● **DIRECTIONS FOR THIS TASK**
Reproduce exactly the lines below from the one containing "self.headers.get(name).and_then(|v| v.to_str().ok())" through the one containing "keeping existing ones", including both, and nothing else.

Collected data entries
Content starts
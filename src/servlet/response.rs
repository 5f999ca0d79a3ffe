//! Servlet response
//!
//! Output is buffered until [`HttpResponse::flush`]. The first flush commits
//! the status line and headers to the [`ResponseSink`]; later flushes only
//! send body chunks. Status and header changes after commit are ignored.

use crate::http::Cookie;
use crate::logger;
use hyper::body::Bytes;
use hyper::header::{HeaderMap, HeaderName, HeaderValue, CONTENT_TYPE, LOCATION, SET_COOKIE};
use hyper::StatusCode;
use std::io::{self, Write};

/// Committed status and headers
#[derive(Debug, Clone)]
pub struct ResponseHead {
    pub status: StatusCode,
    pub headers: HeaderMap,
}

/// Transport side of a response
pub trait ResponseSink: Send {
    /// Called exactly once, on commit
    fn send_head(&mut self, head: ResponseHead) -> io::Result<()>;

    fn send_chunk(&mut self, chunk: Bytes) -> io::Result<()>;
}

/// Response under construction by a servlet
pub struct HttpResponse {
    status: StatusCode,
    headers: HeaderMap,
    buffer: Vec<u8>,
    committed: Option<ResponseHead>,
    sink: Option<Box<dyn ResponseSink>>,
    // Body sent while no sink is attached
    detached_body: Vec<u8>,
    bytes_sent: usize,
}

impl Default for HttpResponse {
    fn default() -> Self {
        Self::new()
    }
}

impl HttpResponse {
    /// Response that keeps its committed output in memory
    pub fn new() -> Self {
        Self {
            status: StatusCode::OK,
            headers: HeaderMap::new(),
            buffer: Vec::new(),
            committed: None,
            sink: None,
            detached_body: Vec::new(),
            bytes_sent: 0,
        }
    }

    /// Response streaming its committed output to `sink`
    pub fn with_sink(sink: Box<dyn ResponseSink>) -> Self {
        Self {
            sink: Some(sink),
            ..Self::new()
        }
    }

    pub const fn status(&self) -> StatusCode {
        self.status
    }

    pub fn set_status(&mut self, status: u16) {
        if self.is_committed() {
            logger::log_debug(&format!("Ignoring status {status} on committed response"));
            return;
        }
        match StatusCode::from_u16(status) {
            Ok(code) => self.status = code,
            Err(_) => logger::log_warning(&format!("Ignoring invalid status code {status}")),
        }
    }

    pub const fn headers(&self) -> &HeaderMap {
        &self.headers
    }

    pub fn header(&self, name: &str) -> Option<&str> {
        self.headers.get(name).and_then(|v| v.to_str().ok())
    }

    pub fn contains_header(&self, name: &str) -> bool {
        self.headers.contains_key(name)
    }

    /// Replace every value of `name`
    pub fn set_header(&mut self, name: &str, value: &str) {
        if let Some((name, value)) = self.header_pair(name, value) {
            self.headers.insert(name, value);
        }
    }

    /// Append a value, keeping existing ones
    pub fn add_header(&mut self, name: &str, value: &str) {
        if let Some((name, value)) = self.header_pair(name, value) {
            self.headers.append(name, value);
        }
    }

    fn header_pair(&self, name: &str, value: &str) -> Option<(HeaderName, HeaderValue)> {
        if self.is_committed() {
            logger::log_debug(&format!("Ignoring header '{name}' on committed response"));
            return None;
        }
        match (HeaderName::from_bytes(name.as_bytes()), HeaderValue::from_str(value)) {
            (Ok(name), Ok(value)) => Some((name, value)),
            _ => {
                logger::log_warning(&format!("Ignoring invalid header '{name}: {value}'"));
                None
            }
        }
    }

    pub fn content_type(&self) -> Option<&str> {
        self.header(CONTENT_TYPE.as_str())
    }

    pub fn set_content_type(&mut self, content_type: &str) {
        self.set_header(CONTENT_TYPE.as_str(), content_type);
    }

    pub fn add_cookie(&mut self, cookie: &Cookie) {
        self.add_header(SET_COOKIE.as_str(), &cookie.to_header_value());
    }

    /// 302 to `location`
    pub fn send_redirect(&mut self, location: &str) {
        self.set_status(302);
        self.set_header(LOCATION.as_str(), location);
    }

    /// Append text to the body buffer
    pub fn print(&mut self, text: &str) {
        self.buffer.extend_from_slice(text.as_bytes());
    }

    pub fn print_bytes(&mut self, bytes: &[u8]) {
        self.buffer.extend_from_slice(bytes);
    }

    /// Buffered, not yet flushed body bytes
    pub fn buffered(&self) -> &[u8] {
        &self.buffer
    }

    /// Drop buffered output; fails once anything was committed
    pub fn reset_buffer(&mut self) -> bool {
        if self.is_committed() {
            return false;
        }
        self.buffer.clear();
        true
    }

    pub const fn is_committed(&self) -> bool {
        self.committed.is_some()
    }

    /// Status and headers as they were committed
    pub const fn committed_head(&self) -> Option<&ResponseHead> {
        self.committed.as_ref()
    }

    /// Body sent so far when no sink is attached
    pub fn sent_body(&self) -> &[u8] {
        &self.detached_body
    }

    pub const fn bytes_sent(&self) -> usize {
        self.bytes_sent
    }

    /// Commit on first call, then send buffered body bytes
    pub fn flush(&mut self) -> io::Result<()> {
        if self.committed.is_none() {
            let head = ResponseHead {
                status: self.status,
                headers: self.headers.clone(),
            };
            if let Some(sink) = self.sink.as_mut() {
                sink.send_head(head.clone())?;
            }
            self.committed = Some(head);
        }

        if self.buffer.is_empty() {
            return Ok(());
        }
        let chunk = std::mem::take(&mut self.buffer);
        self.bytes_sent += chunk.len();
        match self.sink.as_mut() {
            Some(sink) => sink.send_chunk(Bytes::from(chunk)),
            None => {
                self.detached_body.extend_from_slice(&chunk);
                Ok(())
            }
        }
    }
}

impl Write for HttpResponse {
    fn write(&mut self, buf: &[u8]) -> io::Result<usize> {
        self.buffer.extend_from_slice(buf);
        Ok(buf.len())
    }

    fn flush(&mut self) -> io::Result<()> {
        Self::flush(self)
    }
}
Content ends
● **SOLUTION TO THIS TASK**
        self.headers.get(name).and_then(|v| v.to_str().ok())
    }

    pub fn contains_header(&self, name: &str) -> bool {
        self.headers.contains_key(name)
    }

    /// Replace every value of `name`
    pub fn set_header(&mut self, name: &str, value: &str) {
        if let Some((name, value)) = self.header_pair(name, value) {
            self.headers.insert(name, value);
        }
    }

    /// Append a value, keeping existing ones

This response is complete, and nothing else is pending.